Anywhere from 80 to 100 people will be allowed to return to Seyðisfjörður, RÚV reports, as an additional small area of the village has been cleared of danger of further landslides.
This news comes on the heels of some 305 people being allowed to return, only days after landslides destroyed 14 homes in the northeast Iceland town.
A great portion of the town, however, will remain closed to residents until at least December 27th, when the situation will be reviewed again. This means that the 190 people who live in that area will have to spend their holidays elsewhere.
In related news, it does not appear as though the Prime Minister was threatened during her visit to Seyðisfjörður yesterday. While it was reported by police that this was the case, the suspect in question spoke to Fréttablaðið about the matter.
Jonathan Moto Bisagni, who operates the Austurlands Food Coop in Seyðisfjörður, by all accounts contacted several MPs and First Lady Eliza Reid about the situation in Seyðisfjörður. His intent was to express his frustration at what he believes was neglect on the part of the government which led to last Friday’s disaster, rather than weather conditions alone. He denies threatening anyone, let alone the Prime Minister, and the communications from him that have been shared with the press also do not show any threats being given.

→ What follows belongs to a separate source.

pub mod controller;
pub mod dialog;
pub mod export;
pub mod session;
pub mod toolbar;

He pointed out that the dangers of landslides had been brought up several times in town council meetings, and therefore something could have been done to prevent this disaster if the town residents had been listened to. There may be something to this, as a report from the Icelandic Met Office cites Harpa Grímsdóttir, an expert on flooding and landslides, saying that the danger in the area had been underestimated.
For his part, Jonathan says he has nothing against the Prime Minister. That said, he believes “the government played Russian roulette with our lives and blamed the weather for it.”